## Task statement
Transcribe the data. Leave out nothing.
---- Information shown
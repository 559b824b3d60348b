//! Collaborative-filtering model interface.
//!
//! The engine consumes a trained model as an opaque scorer: one call per
//! `(user, article)` pair. Training happens elsewhere; [`FactorModel`] only
//! replays exported biases and latent factors at inference time.

pub mod error;

#[cfg(any(test, feature = "mock"))]
pub mod mock;

#[cfg(test)]
mod tests;

pub use error::PredictionError;

#[cfg(any(test, feature = "mock"))]
pub use mock::MockAffinityModel;

use std::collections::HashMap;

use serde::{Deserialize, Serialize};

use crate::interactions::{ArticleId, UserId};

/// Single-pair affinity scoring: the sole capability the engine needs.
///
/// Implementations must be read-only; the same snapshot may be shared across
/// requests behind an `Arc` without locking.
pub trait AffinityModel: Send + Sync {
    fn predict(&self, user_id: UserId, article_id: ArticleId) -> Result<f32, PredictionError>;
}

/// Biased matrix-factorization model (SVD-style), loaded from an exported
/// artifact.
///
/// Prediction is `clamp(global_mean + b_u + b_i + p_u · q_i)` over the rating
/// scale the model was trained on. A user or article outside the trained
/// factors is a hard [`PredictionError`], never a silent default score.
#[derive(Debug, Clone, Serialize, Deserialize)]
pub struct FactorModel {
    pub global_mean: f32,
    pub rating_min: f32,
    pub rating_max: f32,
    #[serde(default)]
    pub user_biases: HashMap<UserId, f32>,
    #[serde(default)]
    pub item_biases: HashMap<ArticleId, f32>,
    pub user_factors: HashMap<UserId, Vec<f32>>,
    pub item_factors: HashMap<ArticleId, Vec<f32>>,
}

impl FactorModel {
    pub fn user_count(&self) -> usize {
        self.user_factors.len()
    }

    pub fn article_count(&self) -> usize {
        self.item_factors.len()
    }

    pub fn knows_user(&self, user_id: UserId) -> bool {
        self.user_factors.contains_key(&user_id)
    }

    pub fn knows_article(&self, article_id: ArticleId) -> bool {
        self.item_factors.contains_key(&article_id)
    }
}

impl AffinityModel for FactorModel {
    fn predict(&self, user_id: UserId, article_id: ArticleId) -> Result<f32, PredictionError> {
        let user_factors = self
            .user_factors
            .get(&user_id)
            .ok_or(PredictionError::UnknownUser { user_id })?;
        let item_factors = self
            .item_factors
            .get(&article_id)
            .ok_or(PredictionError::UnknownArticle { article_id })?;

        let user_bias = self.user_biases.get(&user_id).copied().unwrap_or(0.0);
        let item_bias = self.item_biases.get(&article_id).copied().unwrap_or(0.0);
        let dot: f32 = user_factors
            .iter()
            .zip(item_factors.iter())
            .map(|(p, q)| p * q)
            .sum();

        let raw = self.global_mean + user_bias + item_bias + dot;
        Ok(raw.clamp(self.rating_min, self.rating_max))
    }
}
--------
## Problem solution
repository 559b824b3d60348b
//! Collaborative-filtering model interface.
//!
//! The engine consumes a trained model as an opaque scorer: one call per
//! `(user, article)` pair. Training happens elsewhere; [`FactorModel`] only
//! replays exported biases and latent factors at inference time.

pub mod error;

#[cfg(any(test, feature = "mock"))]
pub mod mock;

#[cfg(test)]
mod tests;

pub use error::PredictionError;

#[cfg(any(test, feature = "mock"))]
pub use mock::MockAffinityModel;

use std::collections::HashMap;

use serde::{Deserialize, Serialize};

use crate::interactions::{ArticleId, UserId};

/// Single-pair affinity scoring: the sole capability the engine needs.
///
/// Implementations must be read-only; the same snapshot may be shared across
/// requests behind an `Arc` without locking.
pub trait AffinityModel: Send + Sync {
    fn predict(&self, user_id: UserId, article_id: ArticleId) -> Result<f32, PredictionError>;
}

/// Biased matrix-factorization model (SVD-style), loaded from an exported
/// artifact.
///
/// Prediction is `clamp(global_mean + b_u + b_i + p_u · q_i)` over the rating
/// scale the model was trained on. A user or article outside the trained
/// factors is a hard [`PredictionError`], never a silent default score.
#[derive(Debug, Clone, Serialize, Deserialize)]
pub struct FactorModel {
    pub global_mean: f32,
    pub rating_min: f32,
    pub rating_max: f32,
    #[serde(default)]
    pub user_biases: HashMap<UserId, f32>,
    #[serde(default)]
    pub item_biases: HashMap<ArticleId, f32>,
    pub user_factors: HashMap<UserId, Vec<f32>>,
    pub item_factors: HashMap<ArticleId, Vec<f32>>,
}

impl FactorModel {
    pub fn user_count(&self) -> usize {
        self.user_factors.len()
    }

    pub fn article_count(&self) -> usize {
        self.item_factors.len()
    }

    pub fn knows_user(&self, user_id: UserId) -> bool {
        self.user_factors.contains_key(&user_id)
    }

    pub fn knows_article(&self, article_id: ArticleId) -> bool {
        self.item_factors.contains_key(&article_id)
    }
}

impl AffinityModel for FactorModel {
    fn predict(&self, user_id: UserId, article_id: ArticleId) -> Result<f32, PredictionError> {
        let user_factors = self
            .user_factors
            .get(&user_id)
            .ok_or(PredictionError::UnknownUser { user_id })?;
        let item_factors = self
            .item_factors
            .get(&article_id)
            .ok_or(PredictionError::UnknownArticle { article_id })?;

        let user_bias = self.user_biases.get(&user_id).copied().unwrap_or(0.0);
        let item_bias = self.item_biases.get(&article_id).copied().unwrap_or(0.0);
        let dot: f32 = user_factors
            .iter()
            .zip(item_factors.iter())
            .map(|(p, q)| p * q)
            .sum();

        let raw = self.global_mean + user_bias + item_bias + dot;
        Ok(raw.clamp(self.rating_min, self.rating_max))
    }
}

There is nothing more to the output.